David Downing, STETTIN STATION: new from Soho Press

Did you purchase the British first edition of Stieg Larsson's third book, The Girl Who Kicked the Hornet's Nest  -- because you couldn't wait for the later U.S. printing of the final book of the series?

Get that UK purchasing system ready for action, because David Downing's newly released book STETTIN STATION is likely to push you in that direction again.

The third in his sequence set in Nazi Germany and featuring Anglo-American journalist John Russell, this book is already being compared -- inevitably -- with Alan Furst's crime fiction summoning the dark clouds of Europe in the 1930s and the crackle and threat of the oncoming storm of war. To the extent that anything related to World War II becomes part of this genre, yes, Downing's ZOO STATION, SILESIAN STATION, and now STETTIN STATION can sit on the same shelf.

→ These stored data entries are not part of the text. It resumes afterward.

/// One agent to register as part of a coop (spec §4.6).
pub struct AgentSpec {
    pub logic: Box<dyn AgentLogic>,
    pub priority: Priority,
    pub dispatcher: String,
    pub storage_kind: Option<SubscriptionStorageKind>,
}

impl AgentSpec {
    pub fn new(logic: impl AgentLogic + 'static, dispatcher: impl Into<String>) -> Self {
        Self { logic: Box::new(logic), priority: Priority::default(), dispatcher: dispatcher.into(), storage_kind: None }
    }

    pub fn priority(mut self, priority: Priority) -> Self {
        self.priority = priority;
        self
    }

    pub fn storage_kind(mut self, kind: SubscriptionStorageKind) -> Self {
        self.storage_kind = Some(kind);
        self
    }
}

/// Builds up one coop registration call (spec §3, §4.6).
pub struct CoopBuilder {
    name: String,
    parent: Option<CoopId>,
    exception_reaction: ExceptionReaction,
    agents: Vec<AgentSpec>,
}

impl CoopBuilder {
    pub fn new(name: impl Into<String>) -> Self {
        Self { name: name.into(), parent: None, exception_reaction: ExceptionReaction::InheritExceptionReaction, agents: Vec::new() }
    }

    pub fn with_parent(mut self, parent: CoopId) -> Self {
        self.parent = Some(parent);
        self
    }

    pub fn with_exception_reaction(mut self, reaction: ExceptionReaction) -> Self {
        self.exception_reaction = reaction;
        self
    }

    pub fn add_agent(mut self, spec: AgentSpec) -> Self {
        self.agents.push(spec);
        self
    }
}

/// Handle returned by [`Environment::register_coop`].
#[derive(Debug, Clone, Copy, PartialEq, Eq)]
pub struct CoopHandle(CoopId);

impl CoopHandle {
    pub fn id(self) -> CoopId {
        self.0
    }
}

struct AgentEntry {
    core: Arc<Mutex<AgentCore>>,
    dispatcher_name: String,
    direct_mbox_id: MboxId,
}

/// Owns every piece of runtime state: mboxes, dispatchers, coops, agents,
/// the timer manager, and the layer registry (spec §3).
pub struct Environment {
    self_weak: Weak<Environment>,

    mboxes: Arc<RwLock<HashMap<MboxId, MboxRef>>>,
    next_mbox_id: AtomicU64,
    mbox_directory: Arc<dyn Fn(MboxId) -> Option<MboxRef> + Send + Sync>,

    coop_repo: CoopRepository,
    dispatchers: RwLock<HashMap<String, Arc<dyn DispBinder>>>,

    agents: RwLock<HashMap<AgentId, AgentEntry>>,
    agent_coop: RwLock<HashMap<AgentId, CoopId>>,
    next_agent_id: AtomicU64,

    default_exception_reaction: ExceptionReaction,
    error_logger: Arc<dyn Fn(&str, &str) + Send + Sync>,
    tracer: Arc<dyn Tracer>,
    default_storage_kind: SubscriptionStorageKind,

    timer: Arc<dyn TimerManager>,
    layers: LayerStorage,

    autoshutdown_when_idle: bool,
    shutting_down: AtomicBool,
}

Yet the differences are more significant. Furst amasses detail and stands at a short but tense distance from his characters; Downing instead nests within them, one hand resting on John Russell's heart, the other dangling in the coldly seething mess of fears and resentment tapped so well by Adolf Hitler.

A journalist still being allowed, within the censors' scissors, to post reports back to America and England, John Russell walks a depressing route between increasing awareness of what's happening to the Jews, and inability to write about it for his readers because of the political iron fists around him. His longtime girlfriend Effi, a German movie star, lives under increasing risk because of Russell's position and her own clear-sighted awareness of Hitler's Reich. And raising the risks further for John, his son Paul has mixed feelings about him, and can be threatened by the intelligence forces that maneuver Russell's actions.

Twists of plot, emotional verity, and of course the reader's awareness of what's ahead in the larger sense increase the tension and the compulsion to turn the pages in STETTIN STATION. Downing lays out a vivid and pounding tale, and Russell's situation at the end is nearly unbearable.

And that's why the desire to snag the fourth in this series, POTSDAM STATION, may overwhelm many readers. It's scheduled for UK release in July from Old Street Publishing.

A final note about release dates: Soho Press officially releases STETTIN STATION for May 1, but the book is already available through online dealers. Grab it now, and you'll have time to decide whether to undertake an international route to the sequel.